The board has fixed the close of business on Oct. 21, 2025, as the record date for
determining shareholders entitled to receive notice of and to vote at the meeting and any adjournment or
postponement thereof. Only shareholders whose names have been entered in the register of shareholders
at the close of business on the record date will be entitled to receive notice of and to vote at the meeting.
This notice is accompanied by a form of proxy, the circular and a supplemental mailing list form. The
company strongly encourages each shareholder to submit a form of proxy or voting instruction form in
advance of the meeting using one of the methods described below and in the circular. Registered
shareholders should complete, date and sign a proxy form in advance of the meeting and return it in the
envelope provided for that purpose to the company c/o TSX Trust Company at 301
100 Adelaide St. West, Toronto, Ont., M5H 4H1, by courier, by mail, by fax at 1-416-595-9593 or
by electronic voting through the Vote Proxy website. Votes cast electronically are in all respects
equivalent to, and will be treated in the exact same manner as, votes cast via a paper proxy form. Further
details on the electronic voting process are provided in the form of proxy. Beneficial shareholders who
receive the meeting materials through their broker or other intermediary should complete and return their
form of proxy or voting information form in accordance with the instructions provided by their broker or
intermediary. Shareholders are reminded to review the circular prior to voting.
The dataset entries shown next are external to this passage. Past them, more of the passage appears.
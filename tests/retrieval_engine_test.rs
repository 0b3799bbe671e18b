//! Integration tests for the retrieval engine over a freshly built index.
//!
//! The fixture is a small three-page guideline with one section per
//! urgency tier, so ranking and tier ordering are observable end to end.

use ng12_retrieval::config::{EmbeddingConfig, EmbeddingProviderKind};
use ng12_retrieval::embedding::provider_from_config;
use ng12_retrieval::ingest::ingest_pages;
use ng12_retrieval::outline::UrgencyLevel;
use ng12_retrieval::{Gender, PageText, QueryError, RetrievalEngine, SearchHit, Settings};
use std::collections::BTreeSet;
use std::sync::Arc;
use std::time::Duration;
use tempfile::TempDir;

fn guideline_pages() -> Vec<PageText> {
    let page_one = "Suspected cancer: recognition and referral\n\
                    This guideline covers identifying adults with symptoms that could be \
                    caused by cancer.\n\
                    \n\
                    1.1 Lung and pleural cancers\n\
                    1.1.1 Refer people using a suspected cancer pathway referral for lung cancer\n\
                    if they have chest X-ray findings that suggest lung cancer or are aged 40\n\
                    and over with unexplained haemoptysis.\n\
                    People who smoke and present coughing up blood need assessment for\n\
                    unexplained haemoptysis without delay.";

    let page_two = "1.2 Mesothelioma\n\
                    1.2.1 Offer an urgent chest X-ray to assess for mesothelioma in people aged\n\
                    40 and over with finger clubbing or persistent chest pain.\n\
                    1.2.2 Consider a chest X-ray for people with persistent cough and \
                    occupational asbestos exposure.";

    let page_three = "1.3 Upper gastrointestinal tract cancers\n\
                      1.3.1 Oesophageal cancer\n\
                      1.3.1.1 Arrange a very urgent referral for an endoscopy within 2 weeks in\n\
                      people aged 55 and over with dysphagia or with weight loss and reflux.\n\
                      1.3.2 Stomach cancer\n\
                      1.3.2.1 Advise people at low risk about symptom monitoring and safety netting.";

    vec![
        PageText::new(1, page_one),
        PageText::new(2, page_two),
        PageText::new(3, page_three),
    ]
}

fn hashed_settings(temp_dir: &TempDir) -> Settings {
    Settings {
        index_path: temp_dir.path().join("index"),
        embedding: EmbeddingConfig {
            provider: EmbeddingProviderKind::Hashed,
            ..EmbeddingConfig::default()
        },
        ..Settings::default()
    }
}

/// Build the fixture index and an engine over it. The TempDir keeps the
/// artifact alive for the duration of the test.
fn engine_fixture() -> (TempDir, RetrievalEngine) {
    let temp_dir = TempDir::new().unwrap();
    let settings = hashed_settings(&temp_dir);
    let provider = provider_from_config(&settings.embedding).unwrap();
    let (index, _report) =
        ingest_pages(&guideline_pages(), &settings, provider.as_ref(), |_| {}).unwrap();
    let engine = RetrievalEngine::new(Arc::new(index), provider).unwrap();
    (temp_dir, engine)
}

fn hit_ids(hits: &[SearchHit]) -> Vec<String> {
    hits.iter().map(|hit| hit.chunk.id.clone()).collect()
}

#[test]
fn test_query_ranks_matching_section_first() {
    let (_temp, engine) = engine_fixture();

    let hits = engine
        .query_text("unexplained haemoptysis coughing up blood", 3)
        .unwrap();
    assert!(!hits.is_empty(), "Should find the lung cancer section");
    assert_eq!(
        hits[0].chunk.section.as_deref(),
        Some("1.1"),
        "Lung section should rank first for a haemoptysis query"
    );

    for hit in &hits {
        assert!(
            (0.0..=1.0).contains(&hit.score),
            "Score {} should be within [0, 1]",
            hit.score
        );
    }
    for pair in hits.windows(2) {
        assert!(pair[0].score >= pair[1].score, "Hits should be ordered by score");
    }
}

#[test]
fn test_k_is_clamped_and_capped() {
    let (_temp, engine) = engine_fixture();

    let one = engine.query_text("dysphagia", 0).unwrap();
    assert_eq!(one.len(), 1, "k = 0 should be clamped to a single result");

    let all = engine.query_text("dysphagia", 50).unwrap();
    assert_eq!(
        all.len(),
        engine.index().len(),
        "Oversized k should return every chunk once"
    );
}

#[test]
fn test_blank_query_rejected() {
    let (_temp, engine) = engine_fixture();

    assert!(matches!(engine.query_text("", 5), Err(QueryError::EmptyQuery)));
    assert!(matches!(engine.query_text("  \n\t ", 5), Err(QueryError::EmptyQuery)));
}

#[test]
fn test_symptom_queries_are_order_independent() {
    let (_temp, engine) = engine_fixture();

    let forward: BTreeSet<String> = ["dysphagia", "weight loss", "reflux"]
        .iter()
        .map(|s| s.to_string())
        .collect();
    let reversed: BTreeSet<String> = ["reflux", "weight loss", "dysphagia"]
        .iter()
        .map(|s| s.to_string())
        .collect();

    let first = engine
        .query_by_symptoms(&forward, 60, Gender::Female, 4)
        .unwrap();
    let second = engine
        .query_by_symptoms(&reversed, 60, Gender::Female, 4)
        .unwrap();

    assert_eq!(
        hit_ids(&first),
        hit_ids(&second),
        "Symptom order should not change retrieval"
    );
    assert!(!first.is_empty(), "Symptom search should return results");
}

#[test]
fn test_symptom_query_validation() {
    let (_temp, engine) = engine_fixture();

    let none: BTreeSet<String> = BTreeSet::new();
    assert!(matches!(
        engine.query_by_symptoms(&none, 50, Gender::Other, 5),
        Err(QueryError::EmptyQuery)
    ));

    let some: BTreeSet<String> = ["cough".to_string()].into_iter().collect();
    assert!(matches!(
        engine.query_by_symptoms(&some, 200, Gender::Male, 5),
        Err(QueryError::InvalidAge(200))
    ));
}

#[test]
fn test_section_context_is_ordered_and_total() {
    let (_temp, engine) = engine_fixture();

    let chunks = engine.section_context("1.1").unwrap();
    assert!(!chunks.is_empty(), "Section 1.1 should have content");
    for chunk in &chunks {
        assert_eq!(chunk.section.as_deref(), Some("1.1"));
    }
    for pair in chunks.windows(2) {
        assert!(pair[0].seq < pair[1].seq, "Section context should follow document order");
    }

    let missing = engine.section_context("9.9").unwrap();
    assert!(missing.is_empty(), "Unknown section should be empty, not an error");
}

#[test]
fn test_urgent_recommendations_follow_tier_order() {
    let (_temp, engine) = engine_fixture();

    let urgent = engine.urgent_recommendations(10).unwrap();
    let tiers: Vec<UrgencyLevel> = urgent.iter().map(|chunk| chunk.urgency).collect();
    assert_eq!(
        tiers,
        vec![
            UrgencyLevel::VeryUrgent,
            UrgencyLevel::SuspectedCancer,
            UrgencyLevel::Urgent,
        ],
        "Tier order should be very urgent, suspected cancer pathway, urgent"
    );

    let sections: Vec<&str> = urgent
        .iter()
        .filter_map(|chunk| chunk.section.as_deref())
        .collect();
    assert_eq!(
        sections,
        vec!["1.3", "1.1", "1.2"],
        "Tier precedence should override document order"
    );

    let top = engine.urgent_recommendations(1).unwrap();
    assert_eq!(top.len(), 1);
    assert_eq!(top[0].urgency, UrgencyLevel::VeryUrgent);
}

#[test]
fn test_statistics_reflect_the_document() {
    let (_temp, engine) = engine_fixture();

    let stats = engine.statistics().unwrap();
    assert_eq!(stats.document_label, "ng12");
    assert_eq!(stats.total_chunks, engine.index().len());
    assert_eq!(stats.sections, vec!["1.1", "1.2", "1.3"]);
    // Chunk metadata carries the identifiers open at close time; all of
    // page three fits one chunk, so only its final subsection is stamped.
    assert_eq!(stats.subsections, vec!["1.3.2"]);
    assert!(stats.has_urgency, "Fixture carries urgent recommendations");
    assert_eq!(stats.urgency_counts.get("very_urgent"), Some(&1));
    assert_eq!(stats.urgency_counts.get("suspected_cancer"), Some(&1));
    assert_eq!(stats.urgency_counts.get("urgent"), Some(&1));
}

#[test]
fn test_generous_timeout_does_not_interfere() {
    let temp_dir = TempDir::new().unwrap();
    let settings = hashed_settings(&temp_dir);
    let provider = provider_from_config(&settings.embedding).unwrap();
    let (index, _) =
        ingest_pages(&guideline_pages(), &settings, provider.as_ref(), |_| {}).unwrap();

    let engine = RetrievalEngine::new(Arc::new(index), provider)
        .unwrap()
        .with_timeout(Duration::from_secs(5));
    let hits = engine.query_text("persistent cough chest pain", 3).unwrap();
    assert!(!hits.is_empty(), "A generous deadline should leave queries unaffected");
}

#[test]
fn test_concurrent_queries_agree() {
    let (_temp, engine) = engine_fixture();
    let baseline = engine
        .query_text("dysphagia endoscopy referral", 3)
        .unwrap();

    std::thread::scope(|scope| {
        let handles: Vec<_> = (0..4)
            .map(|_| {
                scope.spawn(|| engine.query_text("dysphagia endoscopy referral", 3).unwrap())
            })
            .collect();
        for handle in handles {
            let hits = handle.join().unwrap();
            assert_eq!(
                hit_ids(&hits),
                hit_ids(&baseline),
                "Concurrent readers should see identical results"
            );
        }
    });
}
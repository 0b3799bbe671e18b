//! Retrieval chunk type and its derived accessors.

use crate::outline::UrgencyLevel;
use serde::{Deserialize, Serialize};

/// A bounded span of guideline text, the unit of retrieval.
///
/// `text` may begin with content carried over from the previous chunk;
/// `overlap_chars` marks how much, and [`primary_text`](Self::primary_text)
/// excludes it. Chunks are created once at ingestion and never mutated.
#[derive(Debug, Clone, PartialEq, Serialize, Deserialize)]
pub struct Chunk {
    /// Deterministic id: `{label}_p{page}_c{seq}`.
    pub id: String,

    /// Global 0-based position in document order.
    pub seq: u32,

    /// 1-indexed page of the first primary (non-overlap) line.
    pub page: u32,

    /// Chunk content, overlap prefix included.
    pub text: String,

    /// Char length of the overlap prefix; 0 for the first chunk and after
    /// section breaks.
    pub overlap_chars: usize,

    /// Section identifier most specific to the boundary that closed this
    /// chunk (e.g. "1.1"), when inside one.
    pub section: Option<String>,

    /// Subsection identifier (e.g. "1.1.2"), when inside one.
    pub subsection: Option<String>,

    /// Recommendation identifier (e.g. "1.1.1"), when the closing boundary
    /// was a recommendation.
    pub recommendation_id: Option<String>,

    /// Highest-precedence urgency keyword found in `text`.
    pub urgency: UrgencyLevel,
}

impl Chunk {
    /// Content without the carried-over overlap prefix.
    pub fn primary_text(&self) -> &str {
        if self.overlap_chars == 0 {
            return &self.text;
        }
        match self.text.char_indices().nth(self.overlap_chars) {
            Some((byte_index, _)) => &self.text[byte_index..],
            None => "",
        }
    }

    /// User-facing citation: `[NG12 Rec 1.1.1, p.5]` for recommendation
    /// chunks, `[NG12 p.5]` otherwise.
    pub fn citation(&self, label: &str) -> String {
        match &self.recommendation_id {
            Some(rec) => format!("[{label} Rec {rec}, p.{}]", self.page),
            None => format!("[{label} p.{}]", self.page),
        }
    }

    /// First N characters of the content, cut at a safe UTF-8 boundary.
    pub fn preview(&self, max_chars: usize) -> &str {
        if self.text.len() <= max_chars {
            &self.text
        } else {
            let mut end = max_chars;
            while end > 0 && !self.text.is_char_boundary(end) {
                end -= 1;
            }
            &self.text[..end]
        }
    }

    /// Content length in characters.
    pub fn char_count(&self) -> usize {
        self.text.chars().count()
    }
}

#[cfg(test)]
mod tests {
    use super::*;

    fn chunk(text: &str, overlap_chars: usize) -> Chunk {
        Chunk {
            id: "ng12_p1_c0".to_string(),
            seq: 0,
            page: 1,
            text: text.to_string(),
            overlap_chars,
            section: Some("1.1".to_string()),
            subsection: None,
            recommendation_id: None,
            urgency: UrgencyLevel::None,
        }
    }

    #[test]
    fn test_primary_text_skips_overlap() {
        let c = chunk("carried\nfresh content", 8);
        assert_eq!(c.primary_text(), "fresh content");

        let no_overlap = chunk("all fresh", 0);
        assert_eq!(no_overlap.primary_text(), "all fresh");
    }

    #[test]
    fn test_primary_text_counts_chars_not_bytes() {
        // "é" is 2 bytes but 1 char; the overlap span is chars.
        let c = chunk("éé\nrest", 3);
        assert_eq!(c.primary_text(), "rest");
    }

    #[test]
    fn test_citation_forms() {
        let mut c = chunk("text", 0);
        assert_eq!(c.citation("NG12"), "[NG12 p.1]");

        c.recommendation_id = Some("1.1.1".to_string());
        assert_eq!(c.citation("NG12"), "[NG12 Rec 1.1.1, p.1]");
    }

    #[test]
    fn test_preview_respects_char_boundaries() {
        let c = chunk("héllo world", 6);
        // Byte 2 falls inside the two-byte "é"; preview must back up.
        assert_eq!(c.preview(2), "h");
        assert_eq!(c.preview(100), "héllo world");
    }
}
The board has, by resolution, fixed 10 a.m. (Toronto time) on Nov. 25, 2025, or in the event of an
adjournment or postponement of the meeting, 48 hours before the time of the adjourned or postponed
meeting (excluding Saturdays, Sundays and holidays), as the time before which proxy forms to be used or
acted upon at the meeting, or any adjournment or postponement thereof, must be deposited with the
company's transfer agent and registrar, TSX Trust. Alternatively, a proxy form may be given to the chair
of the meeting at which the proxy form is to be used. Late forms of proxy may be accepted or rejected by
the chair of the meeting in his discretion, and the chair is under no obligation to accept or reject any
particular late form of proxy.
Shareholders are encouraged to vote on the matters before the meeting by proxy in the manner set out in
this notice and the circular, regardless of whether the shareholders will be attending the meeting in person.